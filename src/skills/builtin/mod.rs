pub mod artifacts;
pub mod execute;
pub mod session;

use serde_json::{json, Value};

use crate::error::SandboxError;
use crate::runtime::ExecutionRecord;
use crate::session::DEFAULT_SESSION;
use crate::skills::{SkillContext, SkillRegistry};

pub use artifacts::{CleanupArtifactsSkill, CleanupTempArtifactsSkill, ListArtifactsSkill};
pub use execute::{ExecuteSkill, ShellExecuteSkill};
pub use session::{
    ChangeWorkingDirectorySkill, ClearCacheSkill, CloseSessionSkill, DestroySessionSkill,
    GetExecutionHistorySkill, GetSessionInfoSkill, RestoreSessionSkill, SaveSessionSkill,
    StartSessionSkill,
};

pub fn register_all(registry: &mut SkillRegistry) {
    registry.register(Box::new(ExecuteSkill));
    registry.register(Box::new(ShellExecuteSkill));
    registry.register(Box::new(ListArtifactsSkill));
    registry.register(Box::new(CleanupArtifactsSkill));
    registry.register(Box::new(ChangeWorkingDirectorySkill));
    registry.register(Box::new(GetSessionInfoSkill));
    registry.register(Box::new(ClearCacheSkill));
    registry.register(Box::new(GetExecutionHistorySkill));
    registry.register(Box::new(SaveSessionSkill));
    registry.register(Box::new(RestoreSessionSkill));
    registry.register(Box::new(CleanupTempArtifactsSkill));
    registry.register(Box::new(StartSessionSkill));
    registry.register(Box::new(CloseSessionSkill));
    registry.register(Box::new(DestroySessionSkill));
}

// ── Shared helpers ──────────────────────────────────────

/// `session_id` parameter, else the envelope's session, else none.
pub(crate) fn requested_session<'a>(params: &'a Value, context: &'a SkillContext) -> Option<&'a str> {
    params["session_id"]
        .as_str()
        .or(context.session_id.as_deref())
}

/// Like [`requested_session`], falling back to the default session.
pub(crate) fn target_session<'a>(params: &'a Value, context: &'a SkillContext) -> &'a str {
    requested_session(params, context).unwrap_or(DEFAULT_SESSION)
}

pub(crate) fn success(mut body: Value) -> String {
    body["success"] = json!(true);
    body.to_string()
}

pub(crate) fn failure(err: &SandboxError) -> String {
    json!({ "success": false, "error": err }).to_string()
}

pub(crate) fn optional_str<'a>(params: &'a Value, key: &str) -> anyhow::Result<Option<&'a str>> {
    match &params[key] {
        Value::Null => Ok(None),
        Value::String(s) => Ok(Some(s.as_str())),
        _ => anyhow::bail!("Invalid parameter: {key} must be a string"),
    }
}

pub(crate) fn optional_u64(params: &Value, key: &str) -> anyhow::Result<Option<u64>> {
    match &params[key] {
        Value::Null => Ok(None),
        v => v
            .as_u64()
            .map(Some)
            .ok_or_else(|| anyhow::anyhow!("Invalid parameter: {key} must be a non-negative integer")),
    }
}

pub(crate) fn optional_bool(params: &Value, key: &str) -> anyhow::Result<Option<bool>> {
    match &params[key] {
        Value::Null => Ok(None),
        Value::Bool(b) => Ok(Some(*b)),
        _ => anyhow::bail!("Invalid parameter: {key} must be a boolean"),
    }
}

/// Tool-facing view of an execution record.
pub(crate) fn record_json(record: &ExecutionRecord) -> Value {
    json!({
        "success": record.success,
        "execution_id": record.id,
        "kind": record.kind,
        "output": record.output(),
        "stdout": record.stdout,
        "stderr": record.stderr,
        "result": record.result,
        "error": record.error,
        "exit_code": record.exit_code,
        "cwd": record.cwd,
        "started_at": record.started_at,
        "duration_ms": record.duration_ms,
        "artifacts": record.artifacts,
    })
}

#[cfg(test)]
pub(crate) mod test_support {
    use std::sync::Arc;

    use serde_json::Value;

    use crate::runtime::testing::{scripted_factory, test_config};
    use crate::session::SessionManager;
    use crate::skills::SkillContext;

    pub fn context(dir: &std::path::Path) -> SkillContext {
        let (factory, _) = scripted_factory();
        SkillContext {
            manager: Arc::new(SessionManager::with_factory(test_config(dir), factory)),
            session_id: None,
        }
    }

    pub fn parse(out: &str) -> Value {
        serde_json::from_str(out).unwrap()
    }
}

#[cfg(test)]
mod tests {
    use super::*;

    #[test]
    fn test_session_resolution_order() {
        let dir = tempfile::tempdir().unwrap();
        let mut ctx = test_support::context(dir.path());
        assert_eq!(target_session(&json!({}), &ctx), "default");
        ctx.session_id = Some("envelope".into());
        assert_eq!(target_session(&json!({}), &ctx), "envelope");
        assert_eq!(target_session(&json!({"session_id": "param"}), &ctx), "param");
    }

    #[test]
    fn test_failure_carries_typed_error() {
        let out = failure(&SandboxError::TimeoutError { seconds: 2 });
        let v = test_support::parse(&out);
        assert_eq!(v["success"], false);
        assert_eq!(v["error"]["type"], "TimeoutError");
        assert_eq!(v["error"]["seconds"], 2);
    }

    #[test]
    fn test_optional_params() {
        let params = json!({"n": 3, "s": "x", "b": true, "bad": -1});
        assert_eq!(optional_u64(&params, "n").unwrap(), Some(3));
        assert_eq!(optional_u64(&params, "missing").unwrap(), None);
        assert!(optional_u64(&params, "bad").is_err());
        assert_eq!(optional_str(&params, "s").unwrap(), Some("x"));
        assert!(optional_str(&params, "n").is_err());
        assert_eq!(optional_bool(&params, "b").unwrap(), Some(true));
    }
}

※ ※ ※

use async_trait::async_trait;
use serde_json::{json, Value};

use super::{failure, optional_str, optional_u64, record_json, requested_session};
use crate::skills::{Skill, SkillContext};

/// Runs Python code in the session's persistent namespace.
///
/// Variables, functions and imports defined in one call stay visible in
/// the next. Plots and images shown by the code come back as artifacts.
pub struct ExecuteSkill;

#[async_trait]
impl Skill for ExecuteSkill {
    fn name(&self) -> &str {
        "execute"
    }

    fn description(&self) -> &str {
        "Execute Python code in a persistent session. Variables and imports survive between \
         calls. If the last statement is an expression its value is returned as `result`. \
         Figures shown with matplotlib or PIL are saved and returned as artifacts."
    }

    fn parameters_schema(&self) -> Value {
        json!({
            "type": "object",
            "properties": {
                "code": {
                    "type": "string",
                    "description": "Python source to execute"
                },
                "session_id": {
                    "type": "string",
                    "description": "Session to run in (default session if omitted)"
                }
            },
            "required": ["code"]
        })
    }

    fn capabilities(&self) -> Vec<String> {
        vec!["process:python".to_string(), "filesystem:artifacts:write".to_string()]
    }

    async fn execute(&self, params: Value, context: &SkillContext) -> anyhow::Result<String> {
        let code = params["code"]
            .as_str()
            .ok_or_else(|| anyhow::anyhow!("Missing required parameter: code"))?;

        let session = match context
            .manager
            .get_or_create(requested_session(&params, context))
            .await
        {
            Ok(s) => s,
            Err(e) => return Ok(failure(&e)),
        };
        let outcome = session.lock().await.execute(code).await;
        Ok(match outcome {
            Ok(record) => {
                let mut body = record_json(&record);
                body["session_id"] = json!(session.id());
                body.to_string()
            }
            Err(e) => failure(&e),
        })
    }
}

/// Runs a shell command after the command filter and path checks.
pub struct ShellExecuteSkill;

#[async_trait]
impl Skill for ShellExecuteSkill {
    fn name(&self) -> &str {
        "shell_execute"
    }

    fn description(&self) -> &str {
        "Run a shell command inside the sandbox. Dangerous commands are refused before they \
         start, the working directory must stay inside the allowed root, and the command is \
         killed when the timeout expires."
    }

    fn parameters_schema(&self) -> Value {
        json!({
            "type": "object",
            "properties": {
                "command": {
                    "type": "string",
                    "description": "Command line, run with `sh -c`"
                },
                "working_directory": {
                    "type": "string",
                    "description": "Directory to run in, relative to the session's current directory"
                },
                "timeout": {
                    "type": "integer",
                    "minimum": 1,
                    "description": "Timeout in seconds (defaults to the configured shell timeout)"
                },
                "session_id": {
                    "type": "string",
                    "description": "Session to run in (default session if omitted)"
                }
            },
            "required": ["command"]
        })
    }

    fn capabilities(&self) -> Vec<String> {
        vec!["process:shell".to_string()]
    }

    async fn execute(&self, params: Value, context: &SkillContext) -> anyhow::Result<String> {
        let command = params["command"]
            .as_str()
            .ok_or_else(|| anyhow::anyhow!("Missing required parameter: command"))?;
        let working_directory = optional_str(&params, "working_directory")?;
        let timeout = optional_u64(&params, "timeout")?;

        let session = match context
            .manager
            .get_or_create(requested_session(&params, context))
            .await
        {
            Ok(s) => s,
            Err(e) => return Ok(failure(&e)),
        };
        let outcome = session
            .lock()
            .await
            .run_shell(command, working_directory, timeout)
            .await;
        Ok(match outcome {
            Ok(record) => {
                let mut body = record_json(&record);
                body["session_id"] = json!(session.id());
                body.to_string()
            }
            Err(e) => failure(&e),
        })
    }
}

※ ※ ※

• Assignment:
The range runs from the line above containing "filename src/skills/builtin/mod.rs" to the line containing "use crate::session::DEFAULT_SESSION;", inclusive. Restate those lines word for word and no others.

• Result of this task:
filename src/skills/builtin/mod.rs
pub mod artifacts;
pub mod execute;
pub mod session;

use serde_json::{json, Value};

use crate::error::SandboxError;
use crate::runtime::ExecutionRecord;
use crate::session::DEFAULT_SESSION;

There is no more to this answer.